Nah, this is a rumor that is circulating, she did not invent the false inference herself but rather likely picked it up in a blog somewhere or something along those lines. Most likely people who want to believe that there isn't an underbelly to their hobby have read the paper that says genetic diversity is limited and then drawn there own conclusions which are not supported by the published data or the scientific group responsible for executing the study. It's a problem with science in general- trained professionals do the work and then untrained people make the public aware by trying to "summarize" what they think it means without having a good understanding of the content. Conclusions are drawn because they sound like reasonable arguments but they are in fact not supported by the data in the study being quoted, usually because the people reporting the results do not have a grasp on the nature of the study or the scope of the potential variables involved. Ultimately it's a bunch of flawed logic being passed around like the truth with a link to the paper that was misinterpreted in the first place. The next guy reads the title, skims to the end (skipping over the models, math, figures and data, the real "content" of the literature, because he/she is not trained to interpret it and finds it too challenging to be worth tackling as a hobbyist) or maybe just reads the abstract and draws the same flawed conclusion that other unqualified people have told them is really there. Surprise! It is not.Conspriracy theory?
No kind of DNA work will ever be able to tell us how those first few pythons got here, period, so that is a clear cut way to show that this is not a conspiracy but an all too common misunderstanding of valid scientific data. We know that there are several introductions through DNA, we know that one line is dominant and variability outside of that line is quite limited to date.

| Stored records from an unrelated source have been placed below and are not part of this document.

//! Repository and artifact setup.
//!
//! Repositories are converged idempotently; fixture artifacts are resolved,
//! uploaded and read back so a truncated upload cannot go unnoticed. The
//! target's properties are cleared before each upload so stale scan results
//! from an earlier run cannot satisfy verification.

use std::collections::BTreeSet;
use std::sync::Arc;

use pvt_gateways::{
    ArtifactGateway, ArtifactRef, Properties, PropertiesGateway, RepositoryDescriptor,
    RepositoryGateway,
};
use sha2::{Digest, Sha256};
use tokio::sync::Mutex;
use tracing::{debug, info, warn};

use crate::error::{ConfigError, DeployError};
use crate::properties;
use crate::provisioner::InstanceHandle;
use crate::scenario::FixtureArtifact;

#[derive(Debug, Default)]
struct Ledger {
    /// Repositories ensured in this run.
    ensured: BTreeSet<String>,
    /// Repositories that did not exist before this run.
    created: BTreeSet<String>,
}

/// Repository & artifact manager.
pub struct RepositoryManager {
    repositories: Arc<dyn RepositoryGateway>,
    artifacts: Arc<dyn ArtifactGateway>,
    properties: Arc<dyn PropertiesGateway>,
    ledger: Mutex<Ledger>,
}

impl RepositoryManager {
    pub fn new(
        repositories: Arc<dyn RepositoryGateway>,
        artifacts: Arc<dyn ArtifactGateway>,
        properties: Arc<dyn PropertiesGateway>,
    ) -> Self {
        Self {
            repositories,
            artifacts,
            properties,
            ledger: Mutex::new(Ledger::default()),
        }
    }

    /// Create the repository if absent, update it if it differs, otherwise
    /// leave it alone.
    pub async fn ensure_repository(
        &self,
        handle: &InstanceHandle,
        descriptor: &RepositoryDescriptor,
    ) -> Result<RepositoryDescriptor, ConfigError> {
        if !handle.is_ready() {
            return Err(ConfigError::InstanceNotReady);
        }

        let existing = self.repositories.list().await.map_err(ConfigError::List)?;
        let current = existing.iter().find(|r| r.key == descriptor.key);

        match current {
            Some(observed) if descriptor.is_satisfied_by(observed) => {
                debug!(repository = %descriptor.key, "Repository already configured");
            }
            _ => {
                self.repositories
                    .create_or_update(descriptor)
                    .await
                    .map_err(|source| ConfigError::Write {
                        key: descriptor.key.clone(),
                        source,
                    })?;
                info!(
                    repository = %descriptor.key,
                    rclass = descriptor.rclass.as_str(),
                    package_type = %descriptor.package_type,
                    created = current.is_none(),
                    "Repository configured"
                );
            }
        }

        let mut ledger = self.ledger.lock().await;
        ledger.ensured.insert(descriptor.key.clone());
        if current.is_none() {
            ledger.created.insert(descriptor.key.clone());
        }

        Ok(descriptor.clone())
    }

    /// Resolve a fixture and upload it, verifying the stored bytes.
    pub async fn deploy_artifact(
        &self,
        handle: &InstanceHandle,
        repository: &RepositoryDescriptor,
        fixture: &FixtureArtifact,
    ) -> Result<ArtifactRef, DeployError> {
        if !handle.is_ready() {
            return Err(DeployError::InstanceNotReady);
        }
        if !self.ledger.lock().await.ensured.contains(&repository.key) {
            return Err(DeployError::RepositoryNotEnsured(repository.key.clone()));
        }

        let target = ArtifactRef::new(&repository.key, fixture.target_path());

        let content = self
            .artifacts
            .resolve(&fixture.source)
            .await
            .map_err(|error| DeployError::Resolve {
                source_name: fixture.source.file_name(),
                error,
            })?;
        let expected = hex::encode(Sha256::digest(&content));
        debug!(artifact = %target, bytes = content.len(), sha256 = %expected, "Fixture resolved");

        self.properties
            .clear(&target)
            .await
            .map_err(|error| DeployError::ClearProperties {
                artifact: target.clone(),
                error,
            })?;

        let deployed = self
            .artifacts
            .deploy(&target.repository, &target.path, content)
            .await
            .map_err(|error| DeployError::Upload {
                artifact: target.clone(),
                error,
            })?;

        let stored = self
            .artifacts
            .retrieve(&deployed)
            .await
            .map_err(|error| DeployError::Retrieve {
                artifact: deployed.clone(),
                error,
            })?;
        let actual = hex::encode(Sha256::digest(&stored));
        if actual != expected {
            warn!(artifact = %deployed, expected = %expected, actual = %actual, "Checksum mismatch");
            return Err(DeployError::ChecksumMismatch {
                artifact: deployed,
                expected,
                actual,
            });
        }

        if let Some(external_id) = fixture.external_id() {
            let mut recorded = Properties::new();
            recorded.insert(properties::EXTERNAL_ID.to_string(), external_id);
            self.properties
                .set(&deployed, &recorded)
                .await
                .map_err(|error| DeployError::RecordExternalId {
                    artifact: deployed.clone(),
                    error,
                })?;
        }

        info!(artifact = %deployed, sha256 = %actual, "Artifact deployed");
        Ok(deployed)
    }

    /// Delete the repositories this run created. Failures are logged only.
    pub async fn cleanup(&self) {
        let created: Vec<String> = self.ledger.lock().await.created.iter().cloned().collect();
        for key in created {
            match self.repositories.delete(&key).await {
                Ok(()) => info!(repository = %key, "Repository removed"),
                Err(e) => warn!(repository = %key, error = %e, "Failed to remove repository"),
            }
        }
    }
}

BUT that does not say anything about the origin of the line, those are the flawed arguments that are being used to excuse the pet trade from being a contributer to this mess. All this tells us is that the pythons are closely related to one another- could be from a single breeding facility, could be low diversity in captive bred pythons in the area or in general, could be that this line predates all others by decades and so is found at a higher frequency in the wild or could be one big fat 20 foot 250 lb preggo female somehow eluded all notice and escaped from a shipping port and crawled all the way to the Everglades where she promptly had 100 babies that have formed the bulk of the population we see today. DNA will never be able to clarify that. All it can do is tell us about the relationship of the animals to one another. It does tell us that several distinct pythons were reproducing there and it also suggests that hobbyists are not all buying every python they can so they can dump it in the glades. Most of these are probably from whatever original pairs were introduced, not a ton of separate introductions. But still no way knowing how they got there, certainly not using DNA.
So funny- people used to be so skeptical of DNA back in the day, now it is the answer to things it can't really even answer!